= TASK STATEMENT =
Please copy every line of the records below that holds the word "writer".

(Saved data entries)
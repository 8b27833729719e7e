//! End-to-end tests of the relay over in-memory links.

use std::time::Duration;

use bytes::Bytes;
use tokio::io::{AsyncReadExt, AsyncWriteExt};
use tokio_util::sync::CancellationToken;

use relay_core::{relay, Error};

mod common;

#[tokio::test(flavor = "multi_thread", worker_threads = 2)]
async fn test_request_and_response_flow_end_to_end() {
    let (link, far) = common::memory_link(4096);
    let (mut client, proxy_side) = tokio::io::duplex(4096);
    let (proxy_read, proxy_write) = tokio::io::split(proxy_side);
    let token = CancellationToken::new();

    let handle = {
        let token = token.clone();
        let policy = common::policy(Duration::from_secs(5), Duration::from_secs(2));
        tokio::spawn(async move { relay(&token, &policy, link, proxy_read, proxy_write).await })
    };

    client.write_all(b"Request").await.unwrap();
    client.shutdown().await.unwrap();

    // Request side ends gracefully: EOF with no close reason.
    assert_eq!(common::drain(&far.reader).await.unwrap(), b"Request");
    assert!(far.reader.is_closed());
    assert!(far.reader.close_reason().is_none());

    far.writer.write(Bytes::from_static(b"Response")).await.unwrap();
    far.writer.close();

    let mut response = Vec::new();
    client.read_to_end(&mut response).await.unwrap();
    assert_eq!(response, b"Response");

    let result = tokio::time::timeout(Duration::from_secs(2), handle)
        .await
        .unwrap()
        .unwrap();
    assert!(result.is_ok());
    assert!(!token.is_cancelled());
    // Closed gracefully, never torn down afterwards.
    assert!(far.reader.close_reason().is_none());
    assert!(far.reader.read().await.unwrap().is_none());
}

#[tokio::test(flavor = "multi_thread", worker_threads = 2)]
async fn test_link_failure_mid_copy_tears_down_both_ends() {
    let (link, far) = common::memory_link(4096);
    let (mut client, proxy_side) = tokio::io::duplex(4096);
    let (proxy_read, proxy_write) = tokio::io::split(proxy_side);
    let token = CancellationToken::new();

    let handle = {
        let token = token.clone();
        let policy = common::policy(Duration::from_secs(5), Duration::from_secs(2));
        tokio::spawn(async move { relay(&token, &policy, link, proxy_read, proxy_write).await })
    };

    // Both directions carry data before the failure.
    client.write_all(b"Request").await.unwrap();
    let chunk = far.reader.read().await.unwrap().unwrap();
    assert_eq!(&chunk[..], b"Request");

    far.writer.write(Bytes::from_static(b"Partial")).await.unwrap();
    let mut partial = [0u8; 7];
    client.read_exact(&mut partial).await.unwrap();
    assert_eq!(&partial, b"Partial");

    far.writer.close_error(Error::PipeClosed);

    let err = tokio::time::timeout(Duration::from_secs(2), handle)
        .await
        .unwrap()
        .unwrap()
        .unwrap_err();

    assert!(matches!(err, Error::ConnectionEnds(_)));
    assert!(matches!(err.root_cause(), Error::PipeClosed));
    assert!(err.to_string().contains("failed to transport response"));

    // The response side keeps the injected reason.
    assert!(matches!(far.writer.close_reason(), Some(Error::PipeClosed)));
    // The request side is closed with the relay's failure.
    let reason = far.reader.close_reason().expect("request side must be torn down");
    assert!(matches!(reason, Error::Transport { .. }));
    assert!(matches!(reason.root_cause(), Error::PipeClosed));
    assert!(matches!(far.reader.read().await, Err(_)));
}

#[tokio::test(flavor = "multi_thread", worker_threads = 2)]
async fn test_silent_connection_times_out() {
    let (link, far) = common::memory_link(4096);
    let (_client, proxy_side) = tokio::io::duplex(4096);
    let (proxy_read, proxy_write) = tokio::io::split(proxy_side);
    let token = CancellationToken::new();

    let policy = common::policy(Duration::from_millis(100), Duration::from_millis(100));
    let started = tokio::time::Instant::now();
    let err = tokio::time::timeout(
        Duration::from_secs(2),
        relay(&token, &policy, link, proxy_read, proxy_write),
    )
    .await
    .unwrap()
    .unwrap_err();

    assert!(started.elapsed() >= Duration::from_millis(100));
    assert!(err.is_cancelled());
    assert!(far.reader.close_reason().is_some());
    assert!(!token.is_cancelled(), "only the relay's own token fires");
}

#[tokio::test(flavor = "multi_thread", worker_threads = 2)]
async fn test_traffic_keeps_connection_alive() {
    let (link, far) = common::memory_link(4096);
    let (mut client, proxy_side) = tokio::io::duplex(4096);
    let (proxy_read, proxy_write) = tokio::io::split(proxy_side);
    let token = CancellationToken::new();

    let handle = {
        let token = token.clone();
        let policy = common::policy(Duration::from_millis(200), Duration::from_secs(1));
        tokio::spawn(async move { relay(&token, &policy, link, proxy_read, proxy_write).await })
    };

    // Total time exceeds the idle timeout, but no single gap does.
    for _ in 0..6 {
        client.write_all(b"ping").await.unwrap();
        tokio::time::sleep(Duration::from_millis(60)).await;
    }
    client.shutdown().await.unwrap();
    assert_eq!(common::drain(&far.reader).await.unwrap().len(), 24);

    far.writer.close();
    let result = tokio::time::timeout(Duration::from_secs(2), handle)
        .await
        .unwrap()
        .unwrap();
    assert!(result.is_ok());
}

= TASK RESPONSE =
    far.writer.write(Bytes::from_static(b"Response")).await.unwrap();
    far.writer.close();
    far.writer.write(Bytes::from_static(b"Partial")).await.unwrap();
    far.writer.close_error(Error::PipeClosed);
    assert!(matches!(far.writer.close_reason(), Some(Error::PipeClosed)));
    far.writer.close();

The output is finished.